Si on ne la pratique pas, on l’entend sans cesse. La langue de bois étant la favorite des puissants et autres décideurs qui s’expriment dans les médias. Martine a participé à un atelier organisé par l’association rouennaise Kissikol pour mieux la comprendre. Et ne plus se laisser enfumer.
Par Martine Lelait
Lorsque la newsletter de février de l’épicerie coopérative rouennaise Kissikol a annoncé un atelier sur la désintoxication à la langue de bois, j’ai sauté sur ma boîte mail pour m’inscrire, la jauge étant limitée.
En fait, je n’ai pas eu à me battre pour une place ; nous n’étions que six participants (cinq femmes et un homme) ; c’était une première pour les deux intervenantes de l’association les Gesticulations Normandes, Amélie Chalmey et Léa Sansonetti, qui testaient ce jour-là leur atelier devant notre petit groupe de cobayes.

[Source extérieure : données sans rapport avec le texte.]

//! Aggregation Pipeline
//! Merges both station exports, derives the composite index and aggregates it
//! by month and by year.

use super::tables::*;
use super::{DataLoader, Granularity, Location, LoaderError, Reading, UnifiedReading};
use polars::prelude::*;
use std::path::Path;
use thiserror::Error;
use tracing::info;

#[derive(Error, Debug)]
pub enum PipelineError {
    #[error(transparent)]
    Load(#[from] LoaderError),
    #[error("Polars error: {0}")]
    PolarsError(#[from] PolarsError),
}

/// Everything a presenter needs from one pipeline run.
#[derive(Debug, Clone)]
pub struct PipelineOutput {
    /// Post-filter unified readings, in merge order.
    pub readings: Vec<UnifiedReading>,
    /// Columns: ["Date", "Location", "AQI", "Year", "Month"].
    pub unified: DataFrame,
    pub monthly: AggregateTable,
    pub yearly: AggregateTable,
}

impl PipelineOutput {
    /// Composite index values of one (year, location) group.
    pub fn values_for(&self, year: i32, location: Location) -> Vec<f64> {
        self.readings
            .iter()
            .filter(|r| r.location == location && r.year() == year)
            .map(|r| r.aqi)
            .collect()
    }

    /// Distinct years present, ascending.
    pub fn years(&self) -> Vec<i32> {
        let mut years: Vec<i32> = self.readings.iter().map(|r| r.year()).collect();
        years.sort_unstable();
        years.dedup();
        years
    }
}

/// Stateless pipeline: every run is a pure function of its input.
pub struct AggregationPipeline;

impl AggregationPipeline {
    /// Load both station exports and aggregate them.
    pub fn run(central: &Path, south: &Path) -> Result<PipelineOutput, PipelineError> {
        let mut readings = DataLoader::load_csv(central, Location::CentralJakarta)?;
        readings.extend(DataLoader::load_csv(south, Location::SouthJakarta)?);
        Self::run_readings(readings)
    }

    /// Run every step after loading on already-tagged readings.
    pub fn run_readings(readings: Vec<Reading>) -> Result<PipelineOutput, PipelineError> {
        let total = readings.len();
        let unified: Vec<UnifiedReading> = readings
            .iter()
            .filter_map(Reading::unify)
            .filter(UnifiedReading::is_complete_year)
            .collect();

        info!(
            kept = unified.len(),
            dropped = total - unified.len(),
            "dropped blank readings and readings before {}",
            super::FIRST_COMPLETE_YEAR
        );

        let frame = Self::unified_frame(&unified)?;
        let monthly = Self::aggregate(&frame, Granularity::Monthly)?;
        let yearly = Self::aggregate(&frame, Granularity::Yearly)?;

        info!(
            monthly_groups = monthly.height(),
            yearly_groups = yearly.height(),
            "aggregated composite index"
        );

        Ok(PipelineOutput {
            readings: unified,
            unified: frame,
            monthly,
            yearly,
        })
    }

    /// Build the unified readings table with derived period keys.
    pub fn unified_frame(readings: &[UnifiedReading]) -> Result<DataFrame, PipelineError> {
        let mut dates: Vec<String> = Vec::with_capacity(readings.len());
        let mut locations: Vec<&str> = Vec::with_capacity(readings.len());
        let mut aqi: Vec<f64> = Vec::with_capacity(readings.len());
        let mut years: Vec<i32> = Vec::with_capacity(readings.len());
        let mut months: Vec<String> = Vec::with_capacity(readings.len());

        for r in readings {
            dates.push(r.date.format("%Y-%m-%d").to_string());
            locations.push(r.location.label());
            aqi.push(r.aqi);
            years.push(r.year());
            months.push(r.month());
        }

        let df = DataFrame::new(vec![
            Column::new(COL_DATE.into(), dates),
            Column::new(COL_LOCATION.into(), locations),
            Column::new(COL_AQI.into(), aqi),
            Column::new(COL_YEAR.into(), years),
            Column::new(COL_MONTH.into(), months),
        ])?;

        Ok(df)
    }

    /// Group by (period, location) and compute min/mean/max of the index.
    pub fn aggregate(
        unified: &DataFrame,
        granularity: Granularity,
    ) -> Result<AggregateTable, PipelineError> {
        let key = granularity.key_column();
        let df = unified
            .clone()
            .lazy()
            .group_by([col(key), col(COL_LOCATION)])
            .agg([
                col(COL_AQI).min().alias(COL_AQI_MIN),
                col(COL_AQI).mean().alias(COL_AQI_MEAN),
                col(COL_AQI).max().alias(COL_AQI_MAX),
            ])
            // Summation error can push the mean of equal values past its bounds.
            .with_column(
                when(col(COL_AQI_MEAN).gt(col(COL_AQI_MAX)))
                    .then(col(COL_AQI_MAX))
                    .when(col(COL_AQI_MEAN).lt(col(COL_AQI_MIN)))
                    .then(col(COL_AQI_MIN))
                    .otherwise(col(COL_AQI_MEAN))
                    .alias(COL_AQI_MEAN),
            )
            .sort([key, COL_LOCATION], SortMultipleOptions::default())
            .collect()?;

        Ok(AggregateTable::new(granularity, df))
    }
}

#[cfg(test)]
mod tests {
    use super::*;
    use chrono::NaiveDate;

    fn reading(y: i32, m: u32, d: u32, pm25: f64, pm10: f64, loc: Location) -> Reading {
        Reading::new(NaiveDate::from_ymd_opt(y, m, d).unwrap(), pm25, pm10, loc)
    }

    #[test]
    fn yearly_example_matches_hand_computation() {
        let out = AggregationPipeline::run_readings(vec![
            reading(2016, 1, 15, 40.0, 55.0, Location::CentralJakarta),
            reading(2016, 1, 20, 30.0, 25.0, Location::CentralJakarta),
        ])
        .unwrap();

        let rows = out.yearly.rows().unwrap();
        assert_eq!(rows.len(), 1);
        assert_eq!(rows[0].period, Period::Year(2016));
        assert_eq!(rows[0].location, Location::CentralJakarta);
        // Index values are max(40, 55) = 55 and max(30, 25) = 30.
        assert_eq!(rows[0].min, 30.0);
        assert_eq!(rows[0].mean, 42.5);
        assert_eq!(rows[0].max, 55.0);
    }

    #[test]
    fn mean_of_equal_fractional_values_stays_within_bounds() {
        for (value, count) in [(0.1, 3), (0.7, 3), (33.3, 6), (12.9, 10)] {
            let readings = (1..=count)
                .map(|day| reading(2018, 4, day, value, 0.0, Location::SouthJakarta))
                .collect();
            let out = AggregationPipeline::run_readings(readings).unwrap();

            for row in out.monthly.rows().unwrap().iter().chain(&out.yearly.rows().unwrap()) {
                assert!(row.min <= row.mean && row.mean <= row.max, "{row:?}");
                assert_eq!(row.mean, value);
            }
        }
    }

    #[test]
    fn readings_without_any_pollutant_are_skipped() {
        let date = NaiveDate::from_ymd_opt(2016, 3, 1).unwrap();
        let out = AggregationPipeline::run_readings(vec![
            Reading::with_gaps(date, Some(40.0), None, Location::CentralJakarta),
            Reading::with_gaps(date, None, None, Location::CentralJakarta),
        ])
        .unwrap();

        assert_eq!(out.readings.len(), 1);
        let rows = out.yearly.rows().unwrap();
        assert_eq!(rows[0].mean, 40.0);
    }

    #[test]
    fn readings_before_2016_are_dropped() {
        let out = AggregationPipeline::run_readings(vec![
            reading(2015, 12, 31, 500.0, 500.0, Location::SouthJakarta),
            reading(2016, 1, 1, 10.0, 20.0, Location::SouthJakarta),
        ])
        .unwrap();

        assert_eq!(out.readings.len(), 1);
        assert_eq!(out.unified.height(), 1);
        for row in out.monthly.rows().unwrap() {
            assert_eq!(row.period, Period::Month("2016-01".to_string()));
            assert_eq!(row.max, 20.0);
        }
        assert_eq!(out.yearly.rows().unwrap().len(), 1);
    }

    #[test]
    fn groups_are_sorted_by_period_then_location() {
        let out = AggregationPipeline::run_readings(vec![
            reading(2017, 2, 1, 1.0, 2.0, Location::SouthJakarta),
            reading(2016, 5, 1, 3.0, 4.0, Location::SouthJakarta),
            reading(2017, 2, 3, 5.0, 6.0, Location::CentralJakarta),
            reading(2016, 5, 9, 7.0, 8.0, Location::CentralJakarta),
        ])
        .unwrap();

        let keys: Vec<(String, Location)> = out
            .monthly
            .rows()
            .unwrap()
            .into_iter()
            .map(|r| (r.period.to_string(), r.location))
            .collect();
        assert_eq!(
            keys,
            vec![
                ("2016-05".to_string(), Location::CentralJakarta),
                ("2016-05".to_string(), Location::SouthJakarta),
                ("2017-02".to_string(), Location::CentralJakarta),
                ("2017-02".to_string(), Location::SouthJakarta),
            ]
        );
    }

    #[test]
    fn for_location_filters_rows() {
        let out = AggregationPipeline::run_readings(vec![
            reading(2018, 1, 1, 10.0, 12.0, Location::CentralJakarta),
            reading(2018, 1, 1, 30.0, 32.0, Location::SouthJakarta),
            reading(2019, 1, 1, 50.0, 52.0, Location::SouthJakarta),
        ])
        .unwrap();

        let south = out.yearly.for_location(Location::SouthJakarta).unwrap();
        assert_eq!(south.height(), 2);
        let central = out.yearly.rows_for(Location::CentralJakarta).unwrap();
        assert_eq!(central.len(), 1);
        assert_eq!(central[0].mean, 12.0);
    }

    #[test]
    fn empty_input_gives_empty_tables() {
        let out = AggregationPipeline::run_readings(Vec::new()).unwrap();
        assert_eq!(out.monthly.height(), 0);
        assert_eq!(out.yearly.height(), 0);
        assert!(out.years().is_empty());
    }
}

Expérience tout à fait intéressante. La journée a alterné les groupes d’interview mutuel (GMI) en sous-groupes de trois et les apports plus théoriques, le tout entrecoupé par un repas partagé en commun pour la pause déjeuner.

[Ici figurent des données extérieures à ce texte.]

//! CSV Data Loader Module
//! Reads station exports with Polars and parses them into typed readings.

use super::{Location, Reading};
use chrono::NaiveDate;
use polars::prelude::*;
use std::path::{Path, PathBuf};
use thiserror::Error;
use tracing::{debug, info};

/// Date layouts found in station exports (`2022/10/1`, `2022-10-01`).
const DATE_FORMATS: [&str; 2] = ["%Y/%m/%d", "%Y-%m-%d"];

#[derive(Error, Debug)]
pub enum LoaderError {
    #[error("{location} data not found: {}", path.display())]
    InputNotFound { location: Location, path: PathBuf },
    #[error("{}:{line}: {reason}", path.display())]
    MalformedRow {
        path: PathBuf,
        line: usize,
        reason: String,
    },
    #[error("Failed to load CSV: {0}")]
    CsvError(#[from] PolarsError),
}

/// Loads one station export per call.
pub struct DataLoader;

impl DataLoader {
    /// Load a station CSV and tag every row with `location`.
    ///
    /// Columns are taken by position as (date, PM2.5, PM10); the header row is
    /// skipped but its names are not trusted.
    pub fn load_csv(path: &Path, location: Location) -> Result<Vec<Reading>, LoaderError> {
        if !path.is_file() {
            return Err(LoaderError::InputNotFound {
                location,
                path: path.to_path_buf(),
            });
        }

        // Schema inference disabled: every column comes back as a string so
        // parse failures are reported per row instead of nulled out.
        let df = LazyCsvReader::new(path)
            .with_has_header(true)
            .with_infer_schema_length(Some(0))
            .finish()?
            .collect()?;

        debug!(
            path = %path.display(),
            rows = df.height(),
            columns = df.width(),
            "read station export"
        );

        let readings = Self::parse_frame(&df, path, location)?;
        info!(%location, rows = readings.len(), "loaded readings");
        Ok(readings)
    }

    /// Convert an all-string frame into readings.
    pub fn parse_frame(
        df: &DataFrame,
        path: &Path,
        location: Location,
    ) -> Result<Vec<Reading>, LoaderError> {
        let malformed = |line: usize, reason: String| LoaderError::MalformedRow {
            path: path.to_path_buf(),
            line,
            reason,
        };

        let columns = df.get_columns();
        if columns.len() < 3 {
            return Err(malformed(
                1,
                format!(
                    "expected 3 columns (date, PM25, PM10), found {}",
                    columns.len()
                ),
            ));
        }

        let dates = columns[0].as_materialized_series().str()?;
        let pm25 = columns[1].as_materialized_series().str()?;
        let pm10 = columns[2].as_materialized_series().str()?;

        let mut readings = Vec::with_capacity(df.height());
        let mut blank_lines = 0usize;
        for i in 0..df.height() {
            // Header occupies line 1.
            let line = i + 2;

            if [dates.get(i), pm25.get(i), pm10.get(i)]
                .into_iter()
                .all(is_blank)
            {
                blank_lines += 1;
                continue;
            }

            let date = dates
                .get(i)
                .ok_or_else(|| malformed(line, "missing date".to_string()))
                .and_then(|raw| parse_date(raw).map_err(|reason| malformed(line, reason)))?;
            let pm25 = parse_concentration(pm25.get(i), "PM25")
                .map_err(|reason| malformed(line, reason))?;
            let pm10 = parse_concentration(pm10.get(i), "PM10")
                .map_err(|reason| malformed(line, reason))?;

            readings.push(Reading::with_gaps(date, pm25, pm10, location));
        }

        if blank_lines > 0 {
            debug!(path = %path.display(), blank_lines, "skipped blank lines");
        }
        Ok(readings)
    }
}

/// Parse a calendar date in any of the accepted layouts.
pub fn parse_date(raw: &str) -> Result<NaiveDate, String> {
    let trimmed = raw.trim();
    DATE_FORMATS
        .iter()
        .find_map(|fmt| NaiveDate::parse_from_str(trimmed, fmt).ok())
        .ok_or_else(|| format!("invalid date {raw:?}"))
}

fn is_blank(cell: Option<&str>) -> bool {
    cell.map_or(true, |c| c.trim().is_empty())
}

/// Blank cells are gaps in the station record, not errors.
fn parse_concentration(raw: Option<&str>, column: &str) -> Result<Option<f64>, String> {
    let Some(raw) = raw.filter(|r| !r.trim().is_empty()) else {
        return Ok(None);
    };
    match raw.trim().parse::<f64>() {
        Ok(v) if v.is_finite() => Ok(Some(v)),
        _ => Err(format!("non-numeric {column} value {raw:?}")),
    }
}

#[cfg(test)]
mod tests {
    use super::*;

    fn string_frame(dates: &[&str], pm25: &[&str], pm10: &[&str]) -> DataFrame {
        DataFrame::new(vec![
            Column::new("date".into(), dates.to_vec()),
            Column::new(" pm25".into(), pm25.to_vec()),
            Column::new(" pm10".into(), pm10.to_vec()),
        ])
        .unwrap()
    }

    #[test]
    fn parses_both_date_layouts() {
        assert_eq!(
            parse_date("2022/10/1").unwrap(),
            NaiveDate::from_ymd_opt(2022, 10, 1).unwrap()
        );
        assert_eq!(
            parse_date(" 2016-01-15 ").unwrap(),
            NaiveDate::from_ymd_opt(2016, 1, 15).unwrap()
        );
        assert!(parse_date("15/01/2016").is_err());
        assert!(parse_date("2016-13-01").is_err());
    }

    #[test]
    fn parse_frame_tags_location_and_trims_values() {
        let df = string_frame(&["2016/1/15", "2016/1/20"], &[" 40", " 30"], &[" 55", "25 "]);
        let readings =
            DataLoader::parse_frame(&df, Path::new("c.csv"), Location::CentralJakarta).unwrap();

        assert_eq!(readings.len(), 2);
        assert_eq!(readings[0].pm25, Some(40.0));
        assert_eq!(readings[0].pm10, Some(55.0));
        assert_eq!(readings[1].pm10, Some(25.0));
        assert!(readings
            .iter()
            .all(|r| r.location == Location::CentralJakarta));
    }

    #[test]
    fn bad_concentration_reports_file_line() {
        let df = string_frame(&["2016/1/15", "2016/1/16"], &["40", "n/a"], &["55", "20"]);
        let err = DataLoader::parse_frame(&df, Path::new("s.csv"), Location::SouthJakarta)
            .unwrap_err();

        match err {
            LoaderError::MalformedRow { line, reason, .. } => {
                assert_eq!(line, 3);
                assert!(reason.contains("PM25"), "{reason}");
            }
            other => panic!("unexpected error: {other}"),
        }
    }

    #[test]
    fn blank_concentration_is_a_gap() {
        let df = string_frame(&["2016/1/15", "2016/1/16"], &["40", " "], &[" ", "20"]);
        let readings =
            DataLoader::parse_frame(&df, Path::new("c.csv"), Location::CentralJakarta).unwrap();

        assert_eq!(readings[0].pm25, Some(40.0));
        assert_eq!(readings[0].pm10, None);
        assert_eq!(readings[1].pm25, None);
        assert_eq!(readings[1].pm10, Some(20.0));
    }

    #[test]
    fn null_cells_are_gaps_and_blank_rows_are_skipped() {
        let df = DataFrame::new(vec![
            Column::new("date".into(), vec![Some("2016/1/15"), None, Some("2016/1/17")]),
            Column::new("pm25".into(), vec![None, None, Some("12")]),
            Column::new("pm10".into(), vec![Some("30"), Some(" "), None]),
        ])
        .unwrap();
        let readings =
            DataLoader::parse_frame(&df, Path::new("c.csv"), Location::SouthJakarta).unwrap();

        assert_eq!(readings.len(), 2);
        assert_eq!(readings[0].pm10, Some(30.0));
        assert_eq!(readings[1].pm25, Some(12.0));
    }

    #[test]
    fn missing_date_with_values_is_malformed() {
        let df = string_frame(&[" "], &["40"], &["55"]);
        let err = DataLoader::parse_frame(&df, Path::new("c.csv"), Location::CentralJakarta)
            .unwrap_err();
        assert!(matches!(err, LoaderError::MalformedRow { line: 2, .. }));
    }

    #[test]
    fn too_few_columns_is_malformed() {
        let df = DataFrame::new(vec![
            Column::new("date".into(), vec!["2016/1/15"]),
            Column::new("pm25".into(), vec!["40"]),
        ])
        .unwrap();
        let err = DataLoader::parse_frame(&df, Path::new("c.csv"), Location::CentralJakarta)
            .unwrap_err();
        assert!(matches!(err, LoaderError::MalformedRow { line: 1, .. }));
    }

    #[test]
    fn missing_file_is_input_not_found() {
        let err = DataLoader::load_csv(
            Path::new("/nonexistent/aqi/central.csv"),
            Location::CentralJakarta,
        )
        .unwrap_err();
        assert!(matches!(
            err,
            LoaderError::InputNotFound {
                location: Location::CentralJakarta,
                ..
            }
        ));
    }
}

L’atelier visait à nous faire prendre conscience que l’on baigne dans un langage fait pour nous embrouiller, nous enfumer ; il s’agissait de nous permettre d’identifier les différentes formes de manipulation et nous exercer à les déconstruire.
Le premier GIM nous invitait par exemple à jeter sur le papier tous les mots « creux » que l’on a l’habitude d’entendre. A partir de ce travail, les deux intervenantes ont décliné différentes les figures de styles qui constituent la « boîte à outils » de la langue de bois ; j’en reprends ici quelques-unes :
– l’oxymore, alliage de deux mots au sens contradictoire, permet de noyer l’un des deux ou de l’affaiblir comme dans « croissance négative », pour ne pas dire décroissance ;
– le pléonasme – qui vise à renforcer une idée quitte à la répéter inutilement – permet d’adoucir le message. Ainsi par exemple, le tri sélectif : trier n’est-ce pas déjà faire une sélection ?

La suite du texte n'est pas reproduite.